Милан стал одним большим кладбищем. Да, потому что дом, по-моему, не только то, какой он внутри, но и какой снаружи. Дом – это когда я выхожу, например, рассердившись на жену, хлопнув дверью. Выхожу из дома почему? Потому что хочу уйти от этой злости. Если я выходил из дома и видел Милан таким, каким он был раньше, когда каждый дом был украшен по-своему: красивое окно, цветы в горшочках, каннелюры, палисад… И если я кого-нибудь встречал, я говорил ему: «О, привет, пойдем выпьем, пойдем в кафе, послушаем, что говорят в баре». Тогда гнев проходил, я начинал думать, что, наверное, моя жена немного перегнула, но, может быть, перегнул и я. Я возвращался домой и мирился. Но в сегодняшнем доме человек хлопает дверью, выходит наружу и видит вокруг кладбище. Дома, люди… Он раздражается еще больше, возвращается домой и бьет ни в чем не виноватую жену.

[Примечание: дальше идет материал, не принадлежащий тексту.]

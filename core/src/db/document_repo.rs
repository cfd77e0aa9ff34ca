use anyhow::Result;
use async_trait::async_trait;
use std::sync::Arc;

use crate::{document::DocumentRecord, pagination::Pagination};

#[async_trait]
pub trait DocumentRepository: Send + Sync {
    async fn insert_document(&self, record: &DocumentRecord) -> Result<()>;

    async fn fetch_document(&self, id: &str) -> Result<Option<DocumentRecord>>;

    async fn list_documents(
        &self,
        workspace_id: &str,
        pagination: Pagination,
    ) -> Result<(Vec<DocumentRecord>, i64)>;

    /// Removes the row only when both `id` and `file_url` match it and
    /// returns what was removed.
    async fn delete_matching(&self, id: &str, file_url: &str) -> Result<Option<DocumentRecord>>;
}

pub type DocumentRepositoryRef = Arc<dyn DocumentRepository>;
use anyhow::Error as AnyError;
use sqlx::{Error as SqlxError, error::DatabaseError};
use std::error::Error as StdError;

const SQLITE_UNIQUE_VIOLATION: &str = "2067";
const SQLITE_PRIMARY_KEY_VIOLATION: &str = "1555";

/// Returns `true` if the error chain contains a SQLite uniqueness or primary
/// key violation.
pub fn is_unique_violation(err: &AnyError) -> bool {
    err.chain().any(is_unique_violation_cause)
}

fn is_unique_violation_cause(cause: &(dyn StdError + 'static)) -> bool {
    if let Some(sqlx_error) = cause.downcast_ref::<SqlxError>() {
        if matches_sqlx_unique(sqlx_error) {
            return true;
        }
    }

    cause
        .to_string()
        .to_ascii_lowercase()
        .contains("unique constraint failed")
}

fn matches_sqlx_unique(err: &SqlxError) -> bool {
    match err {
        SqlxError::Database(db_err) => {
            database_code_is_unique(db_err.as_ref())
                || db_err
                    .message()
                    .to_ascii_lowercase()
                    .contains("unique constraint")
        }
        _ => false,
    }
}

fn database_code_is_unique(err: &(dyn DatabaseError + 'static)) -> bool {
    err.code()
        .map(|code| {
            matches!(
                code.as_ref(),
                SQLITE_UNIQUE_VIOLATION | SQLITE_PRIMARY_KEY_VIOLATION
            )
        })
        .unwrap_or(false)
}

#[cfg(test)]
mod tests {
    use super::*;
    use anyhow::anyhow;

    #[test]
    fn plain_errors_are_not_unique_violations() {
        assert!(!is_unique_violation(&anyhow!("connection reset")));
    }

    #[test]
    fn message_fallback_detects_constraint() {
        let err = anyhow!("UNIQUE constraint failed: farmers.national_id").context("insert farmer");
        assert!(is_unique_violation(&err));
    }
}
pub mod access;
pub mod auth;
pub mod blob_store;
pub mod document;
pub mod error;
pub mod extract;
pub mod farmer;
pub mod handlers;
pub mod observability;
pub mod project;
pub mod router;
pub mod state;
pub mod task;
pub mod types;
pub mod workspace;

pub use error::AppError;
pub use state::{AppState, build_state, build_state_with_blob_store};

#[cfg(test)]
pub mod test_support;
pub mod service;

Настоящий дом – это тот, которого, ты чувствуешь, тебе не хватает, когда ты уходишь или уезжаешь. Представьте, если кто-нибудь, к примеру, работает на сборочном конвейере и ему надоело, он думает: «Ладно, сейчас я тут, должен продолжать делать эту работу, которая мне не нравится, которая мне ничего не дает. Но, в конце концов, вечером, когда я приду домой…». А если в то время как он думает об этом, его мозг отмечает, что у него нет тогодома, а только коробка на кладбище, ему от этого не становится легче.
Сегодня в Милане я чувствую себя одиноко. В целом, говоря о городах, теперь я там чувствую себя одиноко, не только в Милане. Душа Милана, утраченная, настоящая, была душой девятнадцатого века. Восемьсот сорок шестого – восемьсот семьдесят пятого годов. Я родился сто лет спустя, но, когда родился, еще оставался этот дух, даже если уже начиналось его уничтожение. Прежде чем я это заметил, однако, прошло некоторое время. И точно так же, как мне не кажется домом мой дом здесь, в городе, мне не кажется домом и дом за его пределами, и я настолько одержим мыслью о том, что в моем понимании дома больше нет, что никак его не закончу, тот дом, загородный, который строю уже пятнадцать лет.